Hace algunos años leí un artículo de nuestra prensa que enumeraba razones por las que sentir el orgullo de ser cubanos. Ahí, entre diversos criterios que me convencían, me chocó de pronto uno por la superficialidad con que se insertaba.
El autor se refería, entre las muchas características positivas de este pueblo, a una en concreto, de esas que «se extrañan en la lejanía», parafraseando: el cliché de la viejita vecina chismosa.
Para mí, desde luego, se trataba de la simplificación de un defecto, no de una virtud, en parentesco con otras conductas tan nuestras que solemos confundir y normalizar en mutua sustitución, como la algarabía y el escándalo, o la afición y el fanatismo.
En el caso concreto del chisme, pese a lo bonachón que pueda sonar el cliché de una señora apostada en su portal a la caza de quién entra y sale del edificio más cercano, también lo encuentro normalizado como parte de la idiosincrasia de barrio en la que muchos hemos crecido.
Temo que en la práctica no se reduce a mironas inofensivas de la tercera edad, sino que abarca a sospechosos de todo género y rango etario. Tampoco me refiero necesariamente a la vigilancia útil en pos de denunciar lo mal hecho, sino a la gratuita perversión de los sentidos en esos espías, vigías y comentaristas frustrados que parecen llevar mejor que uno mismo la cuenta de sus idas y venidas.

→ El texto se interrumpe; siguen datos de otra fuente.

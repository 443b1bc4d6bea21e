//! Durable key-value storage for session state.
//!
//! Layout:
//! - `traits.rs`: the `KeyValueStore` seam used by the transport
//! - `actor.rs`: SQLite-backed store owned by a ractor actor
//! - `memory.rs`: in-process store for tests and throwaway sessions
//! - `schema.rs`: SQL DDL for initializing the database

pub mod actor;
pub mod memory;
pub mod schema;
pub mod traits;

pub use actor::{DbActorHandle, spawn};
pub use memory::MemoryStore;
pub use schema::SQLITE_INIT;
pub use traits::KeyValueStore;

/// Well-known keys for persisted client state.
pub mod keys {
    pub const ACCESS_TOKEN: &str = "accessToken";
    pub const REFRESH_TOKEN: &str = "refreshToken";
    pub const CURRENT_WORKSPACE_ID: &str = "currentWorkspaceId";
}
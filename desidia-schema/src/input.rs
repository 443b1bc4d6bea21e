//! Request bodies for create/update calls.
//!
//! Every field is optional and omitted when unset, so one type serves both
//! creation and partial updates.

use chrono::{DateTime, Utc};
use serde::{Deserialize, Serialize};

use crate::project::{ProjectSettings, ProjectStatus};
use crate::task::{TaskPriority, TaskStatus};
use crate::user::UserRole;
use crate::workspace::WorkspaceSettings;

#[derive(Debug, Clone, Default, PartialEq, Deserialize, Serialize)]
#[serde(rename_all = "camelCase")]
pub struct WorkspaceInput {
    #[serde(skip_serializing_if = "Option::is_none")]
    pub name: Option<String>,
    #[serde(skip_serializing_if = "Option::is_none")]
    pub description: Option<String>,
    #[serde(skip_serializing_if = "Option::is_none")]
    pub icon: Option<String>,
    #[serde(skip_serializing_if = "Option::is_none")]
    pub color: Option<String>,
    #[serde(skip_serializing_if = "Option::is_none")]
    pub settings: Option<WorkspaceSettings>,
}

#[derive(Debug, Clone, Default, PartialEq, Deserialize, Serialize)]
#[serde(rename_all = "camelCase")]
pub struct ProjectInput {
    #[serde(skip_serializing_if = "Option::is_none")]
    pub name: Option<String>,
    #[serde(skip_serializing_if = "Option::is_none")]
    pub description: Option<String>,
    #[serde(skip_serializing_if = "Option::is_none")]
    pub color: Option<String>,
    #[serde(skip_serializing_if = "Option::is_none")]
    pub icon: Option<String>,
    #[serde(skip_serializing_if = "Option::is_none")]
    pub status: Option<ProjectStatus>,
    #[serde(skip_serializing_if = "Option::is_none")]
    pub start_date: Option<DateTime<Utc>>,
    #[serde(skip_serializing_if = "Option::is_none")]
    pub due_date: Option<DateTime<Utc>>,
    #[serde(skip_serializing_if = "Option::is_none")]
    pub settings: Option<ProjectSettings>,
}

#[derive(Debug, Clone, Default, PartialEq, Deserialize, Serialize)]
#[serde(rename_all = "camelCase")]
pub struct TaskInput {
    #[serde(skip_serializing_if = "Option::is_none")]
    pub title: Option<String>,
    #[serde(skip_serializing_if = "Option::is_none")]
    pub description: Option<String>,
    #[serde(skip_serializing_if = "Option::is_none")]
    pub status: Option<TaskStatus>,
    #[serde(skip_serializing_if = "Option::is_none")]
    pub priority: Option<TaskPriority>,
    #[serde(skip_serializing_if = "Option::is_none")]
    pub assignee_id: Option<String>,
    #[serde(skip_serializing_if = "Option::is_none")]
    pub parent_task_id: Option<String>,
    #[serde(skip_serializing_if = "Option::is_none")]
    pub due_date: Option<DateTime<Utc>>,
    #[serde(skip_serializing_if = "Option::is_none")]
    pub start_date: Option<DateTime<Utc>>,
    #[serde(skip_serializing_if = "Option::is_none")]
    pub estimated_hours: Option<f64>,
    /// Tag ids.
    #[serde(skip_serializing_if = "Option::is_none")]
    pub tags: Option<Vec<String>>,
}

#[derive(Debug, Clone, Default, PartialEq, Deserialize, Serialize)]
#[serde(rename_all = "camelCase")]
pub struct SubtaskInput {
    #[serde(skip_serializing_if = "Option::is_none")]
    pub title: Option<String>,
    #[serde(skip_serializing_if = "Option::is_none")]
    pub is_completed: Option<bool>,
    #[serde(skip_serializing_if = "Option::is_none")]
    pub assignee_id: Option<String>,
    #[serde(skip_serializing_if = "Option::is_none")]
    pub order: Option<i64>,
}

#[derive(Debug, Clone, PartialEq, Deserialize, Serialize)]
#[serde(rename_all = "camelCase")]
pub struct MemberInvite {
    pub email: String,
    #[serde(default)]
    pub role: UserRole,
}

#[derive(Debug, Clone, PartialEq, Deserialize, Serialize)]
#[serde(rename_all = "camelCase")]
pub struct TagInput {
    pub name: String,
    #[serde(skip_serializing_if = "Option::is_none")]
    pub color: Option<String>,
}
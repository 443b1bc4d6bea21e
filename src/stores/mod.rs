//! Entity stores for the workspace → project → task hierarchy.
//!
//! Each store owns a list plus an optional "current" entity and mutates them
//! only after the server confirms. Cross-store cascades live in
//! [`crate::context::Desidia`].

mod cache;
pub mod notification;
pub mod project;
pub mod task;
pub mod workspace;

pub use cache::EntityCache;
pub use notification::NotificationStore;
pub use project::{ProjectQuery, ProjectStore};
pub use task::TaskStore;
pub use workspace::WorkspaceStore;

use crate::error::ApiError;

/// Collects the outcome of concurrently issued fetches. Every success is
/// applied; the first failure is reported once all have been seen.
#[derive(Debug, Default)]
pub(crate) struct FanOut {
    first_error: Option<ApiError>,
}

impl FanOut {
    pub(crate) fn take<T>(&mut self, result: Result<T, ApiError>) -> Option<T> {
        match result {
            Ok(value) => Some(value),
            Err(err) => {
                self.first_error.get_or_insert(err);
                None
            }
        }
    }

    pub(crate) fn finish(self) -> Result<(), ApiError> {
        self.first_error.map_or(Ok(()), Err)
    }
}
mod api;
mod desidia;

pub use api::{ApiError, ErrorKind};
pub use desidia::DesidiaError;

/// Record a failed action's message on a store's `error` slot, then hand the
/// result back unchanged. A success clears nothing; callers reset the slot
/// when an action starts.
pub(crate) fn record<T>(slot: &mut Option<String>, result: Result<T, ApiError>) -> Result<T, ApiError> {
    if let Err(err) = &result {
        *slot = Some(err.message.clone());
    }
    result
}
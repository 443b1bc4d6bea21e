//! The single HTTP entry point used by every store.
//!
//! - `request.rs`: immutable, replayable request descriptions
//! - `core.rs`: header injection, error normalization, refresh-and-replay

mod core;
mod request;

pub use core::{AuthEvent, TokenPair, Transport, WORKSPACE_HEADER};
pub use request::ApiRequest;
use chrono::{DateTime, Utc};
use serde::{Deserialize, Deserializer, Serialize};
use serde_json::Value;
use std::collections::BTreeMap;

use crate::workspace::ViewType;

const DEFAULT_PROJECT_COLOR: &str = "#3b82f6";
const DEFAULT_PROJECT_ICON: &str = "📁";

#[derive(Debug, Clone, Copy, Default, PartialEq, Eq, PartialOrd, Ord, Hash, Deserialize, Serialize)]
#[serde(rename_all = "snake_case")]
pub enum ProjectStatus {
    #[default]
    Active,
    OnHold,
    Completed,
    Archived,
}

impl ProjectStatus {
    pub fn as_str(self) -> &'static str {
        match self {
            ProjectStatus::Active => "active",
            ProjectStatus::OnHold => "on_hold",
            ProjectStatus::Completed => "completed",
            ProjectStatus::Archived => "archived",
        }
    }
}

#[derive(Debug, Clone, PartialEq, Deserialize, Serialize)]
#[serde(rename_all = "camelCase", default)]
pub struct ProjectSettings {
    pub default_view: ViewType,
    pub show_completed_tasks: bool,
}

impl Default for ProjectSettings {
    fn default() -> Self {
        Self {
            default_view: ViewType::List,
            show_completed_tasks: true,
        }
    }
}

#[derive(Debug, Clone, PartialEq, Deserialize, Serialize)]
#[serde(rename_all = "camelCase", default)]
pub struct Project {
    pub id: String,
    pub workspace_id: Option<String>,
    #[serde(deserialize_with = "crate::de::null_default")]
    pub name: String,
    #[serde(deserialize_with = "crate::de::null_default")]
    pub description: String,
    #[serde(deserialize_with = "project_color")]
    pub color: String,
    #[serde(deserialize_with = "project_icon")]
    pub icon: String,
    #[serde(deserialize_with = "crate::de::null_default")]
    pub status: ProjectStatus,
    #[serde(deserialize_with = "crate::de::lenient_datetime")]
    pub start_date: Option<DateTime<Utc>>,
    #[serde(deserialize_with = "crate::de::lenient_datetime")]
    pub due_date: Option<DateTime<Utc>>,
    pub created_by: Option<String>,
    #[serde(deserialize_with = "crate::de::null_default")]
    pub members: Vec<String>,
    #[serde(deserialize_with = "crate::de::null_default")]
    pub settings: ProjectSettings,
    #[serde(deserialize_with = "crate::de::lenient_datetime")]
    pub created_at: Option<DateTime<Utc>>,
    #[serde(deserialize_with = "crate::de::lenient_datetime")]
    pub updated_at: Option<DateTime<Utc>>,
}

impl Default for Project {
    fn default() -> Self {
        Self {
            id: String::new(),
            workspace_id: None,
            name: String::new(),
            description: String::new(),
            color: DEFAULT_PROJECT_COLOR.to_string(),
            icon: DEFAULT_PROJECT_ICON.to_string(),
            status: ProjectStatus::Active,
            start_date: None,
            due_date: None,
            created_by: None,
            members: Vec::new(),
            settings: ProjectSettings::default(),
            created_at: None,
            updated_at: None,
        }
    }
}

/// Aggregate counters for one project, as reported by the stats endpoint.
///
/// The server decides which counters it reports; anything beyond the common
/// ones is kept in `extra`.
#[derive(Debug, Clone, Default, PartialEq, Deserialize, Serialize)]
#[serde(rename_all = "camelCase", default)]
pub struct ProjectStats {
    pub total_tasks: u64,
    pub completed_tasks: u64,
    pub overdue_tasks: u64,

    #[serde(flatten)]
    #[serde(skip_serializing_if = "BTreeMap::is_empty")]
    pub extra: BTreeMap<String, Value>,
}

fn project_color<'de, D: Deserializer<'de>>(deserializer: D) -> Result<String, D::Error> {
    crate::de::string_or(deserializer, DEFAULT_PROJECT_COLOR)
}

fn project_icon<'de, D: Deserializer<'de>>(deserializer: D) -> Result<String, D::Error> {
    crate::de::string_or(deserializer, DEFAULT_PROJECT_ICON)
}
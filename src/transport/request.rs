use crate::error::ApiError;
use reqwest::Method;
use serde::Serialize;
use serde_json::Value;

/// One API call, described as data so it can be replayed after a token refresh.
#[derive(Debug, Clone)]
pub struct ApiRequest {
    pub(crate) method: Method,
    pub(crate) path: String,
    pub(crate) query: Vec<(String, String)>,
    pub(crate) body: Option<Value>,
    pub(crate) refresh_on_unauthorized: bool,
}

impl ApiRequest {
    pub fn new(method: Method, path: impl Into<String>) -> Self {
        Self {
            method,
            path: path.into(),
            query: Vec::new(),
            body: None,
            refresh_on_unauthorized: true,
        }
    }

    pub fn get(path: impl Into<String>) -> Self {
        Self::new(Method::GET, path)
    }

    pub fn post(path: impl Into<String>) -> Self {
        Self::new(Method::POST, path)
    }

    pub fn put(path: impl Into<String>) -> Self {
        Self::new(Method::PUT, path)
    }

    pub fn patch(path: impl Into<String>) -> Self {
        Self::new(Method::PATCH, path)
    }

    pub fn delete(path: impl Into<String>) -> Self {
        Self::new(Method::DELETE, path)
    }

    pub fn query(mut self, key: impl Into<String>, value: impl ToString) -> Self {
        self.query.push((key.into(), value.to_string()));
        self
    }

    /// Append a query pair only when `value` is present.
    pub fn query_opt<V: ToString>(self, key: impl Into<String>, value: Option<V>) -> Self {
        match value {
            Some(v) => self.query(key, v),
            None => self,
        }
    }

    pub fn queries<I, K, V>(mut self, pairs: I) -> Self
    where
        I: IntoIterator<Item = (K, V)>,
        K: Into<String>,
        V: ToString,
    {
        self.query
            .extend(pairs.into_iter().map(|(k, v)| (k.into(), v.to_string())));
        self
    }

    pub fn body(mut self, body: Value) -> Self {
        self.body = Some(body);
        self
    }

    pub fn json<B: Serialize + ?Sized>(self, body: &B) -> Result<Self, ApiError> {
        let value = serde_json::to_value(body).map_err(|e| ApiError::encode(&e))?;
        Ok(self.body(value))
    }

    /// Credential exchanges (login, register) must not trigger the refresh
    /// pipeline: a rejected password is not an expired session.
    pub fn without_auth_refresh(mut self) -> Self {
        self.refresh_on_unauthorized = false;
        self
    }

    pub fn method(&self) -> &Method {
        &self.method
    }

    pub fn path(&self) -> &str {
        &self.path
    }
}

#[cfg(test)]
mod tests {
    use super::*;
    use serde_json::json;
    use std::collections::BTreeMap;

    #[test]
    fn builder_collects_query_and_body() {
        let req = ApiRequest::get("/projects/p1/tasks")
            .query("page", 2)
            .query_opt("status", Some("todo"))
            .query_opt::<&str>("priority", None)
            .json(&json!({ "x": 1 }))
            .expect("serialize body");

        assert_eq!(req.method(), &Method::GET);
        assert_eq!(
            req.query,
            vec![
                ("page".to_string(), "2".to_string()),
                ("status".to_string(), "todo".to_string()),
            ]
        );
        assert_eq!(req.body, Some(json!({ "x": 1 })));
        assert!(req.refresh_on_unauthorized);
        assert!(!req.without_auth_refresh().refresh_on_unauthorized);
    }

    #[test]
    fn unserializable_body_is_an_encode_error() {
        let body: BTreeMap<(u8, u8), u8> = BTreeMap::from([((1, 2), 3)]);
        let err = ApiRequest::post("/tasks")
            .json(&body)
            .expect_err("tuple keys are not JSON object keys");

        assert_eq!(err.code, "ENCODE_ERROR");
        assert!(err.status.is_none());
        assert!(err.message.starts_with("Failed to encode request body"));
    }
}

La vida en comunidad de la gran masa admite un amplio margen de tiempo y espacio para que haya de todo en todas partes, y en cada vecindario la casualidad tiende a ubicar personas que, detrás de la inocente pedida de sal en casa del vecino, a veces lo que menos les interesa es la sal: un vistazo a tu última redistribución de muebles, al nuevo yerno de la vecina, a las compras que se pueden ver sobre la meseta a través de la rendija de la puerta, entre otras menudencias, son incentivo poderoso para una visita de vez en cuando.
Claro está que un solo rasgo no define una personalidad, incluso sobran las personas recatadas y nobles a quienes el chisme «no gusta pero entretiene»; no obstante, su continua materialización puede rayar en lo enfermizo y conducir a costumbres tan execrables como el clásico «hablar a las espaldas», incluso tratándose de gente conocida y muy cercana.
Una actitud que recomiendo adoptar bajo el bombardeo chismográfico de la cotidianidad que nos toca, además de la siempre bienvenida discreción, es hacer un relativo caso omiso al intrusismo ajeno en nuestras actividades, costumbres y novedades, así sea la averiguación de qué rayos llevamos en la jaba de camino al hogar.
¿Es posible? Vale la pena el intento, sobre todo cuando tu existencia, sin ser la más interesante, no depende del ejercicio diario de la intromisión para merecer un lugar en el mundo.
El ser humano es curioso por naturaleza, y a ello debe en gran parte su evolución histórica dentro de numerosas áreas, pero siento que su injustificado reptar por el mero entrometimiento es una muestra de involución. Más aún si lo legitimamos, si hacemos de ello un orgullo solo porque nos resulta común, como tantas prácticas en interminable proceso de erradicación que distan de enaltecer la cubanía.